*** Opening Extracted records ***

//! Metadata-only enumeration of archive contents.
//!
//! The listing walk uses the packed reader purely to advance from file
//! to file; contents are only decoded when eager verification was
//! requested. The collected block lists feed the filesystem view, the
//! header listings and the per-part archive info.

use std::fs;
use std::path::{Path, PathBuf};
use std::sync::Arc;
use std::thread;

use tracing::debug;

use crate::blocklist::FileBlockList;
use crate::bufio::BufVolumeReader;
use crate::decode::{ArchiveFile, FileDecoder};
use crate::error::{RarError, Result};
use crate::header::{FileBlockHeader, FileHeader};
use crate::options::Options;
use crate::packed::PackedFileReader;
use crate::parsing::{BlockParser, NextBlock};
use crate::volume::{next_volume_name, open_volume, VolumeManager};

/// Walk every block of every file across all volumes.
///
/// With `open_check`, each file carrying a hash is streamed through its
/// decode stack and verified eagerly.
pub(crate) fn read_all_file_blocks(
    path: &Path,
    options: &Options,
) -> Result<(Arc<VolumeManager>, Vec<Arc<FileBlockList>>)> {
    let mut options = options.clone();
    if options.open_check {
        options.skip_check = false;
    }
    let (vol, vm) = open_volume(path, &options)?;
    let mut pr = PackedFileReader::new(vol);
    let mut lists = Vec::new();
    loop {
        let blocks = match pr.next_file()? {
            None => break,
            Some(b) => b,
        };
        lists.push(blocks.clone());
        if options.open_check && blocks.has_file_hash() {
            let mut dec = FileDecoder::new(&blocks, &options)?;
            let mut sink = [0u8; 4096];
            loop {
                let n = dec.read(&mut pr, &mut sink)?;
                if n == 0 {
                    break;
                }
            }
        }
    }
    debug!(files = lists.len(), volumes = vm.files().len(), "listed archive");
    Ok((vm, lists))
}

fn file_header_of(blocks: &FileBlockList) -> FileHeader {
    let h = blocks.first_block();
    let mut fh = h.h.clone();
    fh.part_number = h.blocknum;
    fh.total_parts = blocks.len();
    fh
}

/// One header per logical file, `total_parts` counting discovered blocks.
pub fn read_headers(path: impl AsRef<Path>, options: Options) -> Result<Vec<FileHeader>> {
    read_headers_with(path.as_ref(), &options)
}

pub(crate) fn read_headers_with(path: &Path, options: &Options) -> Result<Vec<FileHeader>> {
    let (_vm, lists) = read_all_file_blocks(path, options)?;
    Ok(lists.iter().map(|b| file_header_of(b)).collect())
}

/// One header per block/part, exposing every volume/part combination.
pub fn read_all_headers(path: impl AsRef<Path>, options: Options) -> Result<Vec<FileHeader>> {
    read_all_headers_with(path.as_ref(), &options)
}

pub(crate) fn read_all_headers_with(path: &Path, options: &Options) -> Result<Vec<FileHeader>> {
    let (_vm, lists) = read_all_file_blocks(path, options)?;
    let mut out = Vec::new();
    for blocks in &lists {
        let total = blocks.len();
        for h in blocks.blocks() {
            let mut fh = h.h.clone();
            fh.part_number = h.blocknum;
            fh.total_parts = total;
            out.push(fh);
        }
    }
    Ok(out)
}

/// A file entry from [`list`]: its metadata and a handle to open the
/// decoded contents.
pub struct Entry {
    header: FileHeader,
    blocks: Arc<FileBlockList>,
    vm: Arc<VolumeManager>,
}

impl Entry {
    pub fn header(&self) -> &FileHeader {
        &self.header
    }

    /// Open the decoded contents for reading.
    ///
    /// Fails for solid files ([`RarError::SolidOpen`]); use a sequential
    /// [`Archive`](crate::Archive) for those.
    pub fn open(&self) -> Result<ArchiveFile> {
        ArchiveFile::open(&self.vm, &self.blocks)
    }
}

/// List the files in an archive with openable content handles.
pub fn list(path: impl AsRef<Path>, options: Options) -> Result<Vec<Entry>> {
    let (vm, lists) = read_all_file_blocks(path.as_ref(), &options)?;
    Ok(lists
        .into_iter()
        .map(|blocks| Entry {
            header: file_header_of(&blocks),
            blocks,
            vm: vm.clone(),
        })
        .collect())
}

/// One volume part of a file.
#[derive(Debug, Clone)]
pub struct FilePartInfo {
    /// Full path to the volume file.
    pub path: PathBuf,
    /// Byte offset where the packed data starts in the volume.
    pub data_offset: u64,
    /// Packed size of this part.
    pub packed_size: i64,
    /// Total unpacked size of the complete file.
    pub unpacked_size: i64,
    /// Data is stored rather than compressed.
    pub stored: bool,
    /// Part is encrypted.
    pub encrypted: bool,
    /// KDF salt (encrypted parts with a supplied password only).
    pub salt: Vec<u8>,
    /// Derived AES key.
    pub aes_key: Vec<u8>,
    /// AES IV.
    pub aes_iv: Vec<u8>,
    /// KDF iteration count.
    pub kdf_iterations: u32,
}

/// A complete file with all its volume parts.
#[derive(Debug, Clone)]
pub struct ArchiveFileInfo {
    pub name: String,
    pub total_packed_size: i64,
    pub total_unpacked_size: i64,
    pub parts: Vec<FilePartInfo>,
    pub any_encrypted: bool,
    pub all_stored: bool,
}

fn part_info(h: &FileBlockHeader, path: PathBuf) -> FilePartInfo {
    let stored = h.dec_ver == 0;
    let mut part = FilePartInfo {
        path,
        data_offset: h.data_off,
        packed_size: h.h.packed_size,
        unpacked_size: h.h.unpacked_size,
        stored,
        encrypted: h.h.encrypted,
        salt: Vec::new(),
        aes_key: Vec::new(),
        aes_iv: Vec::new(),
        kdf_iterations: 0,
    };
    if h.h.encrypted {
        if let Some(key) = &h.key {
            part.salt = h.salt.clone();
            part.aes_key = key.clone();
            part.aes_iv = h.iv.clone();
            part.kdf_iterations = h.kdf_count;
        }
    }
    part
}

fn archive_info_from_lists(
    lists: &[Arc<FileBlockList>],
    path_of: impl Fn(usize) -> Option<PathBuf>,
) -> Vec<ArchiveFileInfo> {
    let mut out = Vec::with_capacity(lists.len());
    for blocks in lists {
        let block_list = blocks.blocks();
        let first = match block_list.first() {
            None => continue,
            Some(f) => f,
        };
        let mut info = ArchiveFileInfo {
            name: first.h.name.clone(),
            total_packed_size: 0,
            total_unpacked_size: first.h.unpacked_size,
            parts: Vec::with_capacity(block_list.len()),
            any_encrypted: false,
            all_stored: true,
        };
        for h in &block_list {
            let path = path_of(h.volnum).unwrap_or_default();
            let part = part_info(h, path);
            info.total_packed_size += part.packed_size;
            if !part.stored {
                info.all_stored = false;
            }
            if part.encrypted {
                info.any_encrypted = true;
            }
            info.parts.push(part);
        }
        // files with no recorded size carry nothing to extract
        if info.total_unpacked_size > 0 {
            out.push(info);
        }
    }
    out
}

/// Per-part metadata for every file: volume path, data offset, packed
/// size, stored/encrypted flags and, when a password was supplied, the
/// derived encryption material.
pub fn list_archive_info(path: impl AsRef<Path>, options: Options) -> Result<Vec<ArchiveFileInfo>> {
    let (vm, lists) = read_all_file_blocks(path.as_ref(), &options)?;
    Ok(archive_info_from_lists(&lists, |volnum| {
        vm.volume_path(volnum)
    }))
}

/// Best-effort parallel variant of [`list_archive_info`].
///
/// Volumes are discovered by filename probing and scanned concurrently,
/// up to [`Options::max_concurrent_volumes`] at a time; results are
/// stitched in volume order and match the sequential listing. Falls back
/// to the sequential walk for single-volume archives or a concurrency
/// below 2.
pub fn list_archive_info_parallel(
    path: impl AsRef<Path>,
    options: Options,
) -> Result<Vec<ArchiveFileInfo>> {
    let path = path.as_ref();
    let concurrency = options.max_concurrent_volumes;
    let volumes = discover_volumes(path);
    if concurrency < 2 || volumes.len() < 2 {
        return list_archive_info(path, options);
    }
    debug!(volumes = volumes.len(), concurrency, "parallel volume scan");

    let mut scanned: Vec<Vec<FileBlockHeader>> = Vec::with_capacity(volumes.len());
    for chunk_start in (0..volumes.len()).step_by(concurrency) {
        let chunk_end = (chunk_start + concurrency).min(volumes.len());
        let mut results = thread::scope(|s| -> Result<Vec<Vec<FileBlockHeader>>> {
            let handles: Vec<_> = (chunk_start..chunk_end)
                .map(|i| {
                    let vol_path = &volumes[i];
                    let opts = &options;
                    s.spawn(move || scan_volume(vol_path, opts, i))
                })
                .collect();
            let mut out = Vec::with_capacity(handles.len());
            for handle in handles {
                out.push(handle.join().expect("volume scan thread panicked")?);
            }
            Ok(out)
        })?;
        scanned.append(&mut results);
    }

    let lists = stitch_volume_blocks(scanned)?;
    Ok(archive_info_from_lists(&lists, |volnum| {
        volumes.get(volnum).cloned()
    }))
}

/// Probe the filesystem for successor volumes of `first`.
fn discover_volumes(first: &Path) -> Vec<PathBuf> {
    const MAX_VOLUMES: usize = 10_000;
    let mut out = vec![first.to_path_buf()];
    let dir = first.parent().unwrap_or(Path::new(""));
    let Some(mut name) = first.file_name().and_then(|n| n.to_str()).map(String::from) else {
        return out;
    };
    while out.len() < MAX_VOLUMES {
        let Some(next) = next_volume_name(&name, false) else {
            break;
        };
        let candidate = dir.join(&next);
        if !candidate.is_file() {
            break;
        }
        out.push(candidate);
        name = next;
    }
    out
}

/// Collect the file blocks of one volume without touching file data.
fn scan_volume(path: &Path, options: &Options, volnum: usize) -> Result<Vec<FileBlockHeader>> {
    let file = fs::File::open(path)?;
    let (mut br, sig) = BufVolumeReader::with_signature(Box::new(file))?;
    let mut parser = BlockParser::new(sig, options);
    let mut out = Vec::new();
    loop {
        match parser.next_block(&mut br, volnum)? {
            NextBlock::File(h) => {
                let skip = h.packed_size();
                out.push(h);
                br.discard(skip)?;
            }
            NextBlock::EndOfVolume | NextBlock::EndOfArchive => break,
        }
    }
    Ok(out)
}

/// Merge per-volume block sequences into per-file block lists,
/// re-deriving block numbering and cumulative packed offsets.
fn stitch_volume_blocks(scanned: Vec<Vec<FileBlockHeader>>) -> Result<Vec<Arc<FileBlockList>>> {
    let mut lists: Vec<Arc<FileBlockList>> = Vec::new();
    let mut open: Option<Arc<FileBlockList>> = None;
    for volume_blocks in scanned {
        for h in volume_blocks {
            if h.first {
                let list = FileBlockList::new(h);
                lists.push(list.clone());
                open = Some(list);
            } else {
                let list = open.as_ref().ok_or(RarError::InvalidFileBlock)?;
                let prev = list.last_block();
                if prev.last || prev.h.name != h.h.name {
                    return Err(RarError::InvalidFileBlock);
                }
                let mut h = h;
                h.blocknum = prev.blocknum + 1;
                h.packed_off = prev.packed_off + prev.packed_size();
                list.add_block(Arc::new(h));
            }
        }
    }
    Ok(lists)
}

*** Closing Extracted records ***

Description of the task:
Work out how many lines in the entries contain "push" and give that number alone.

Response area:
8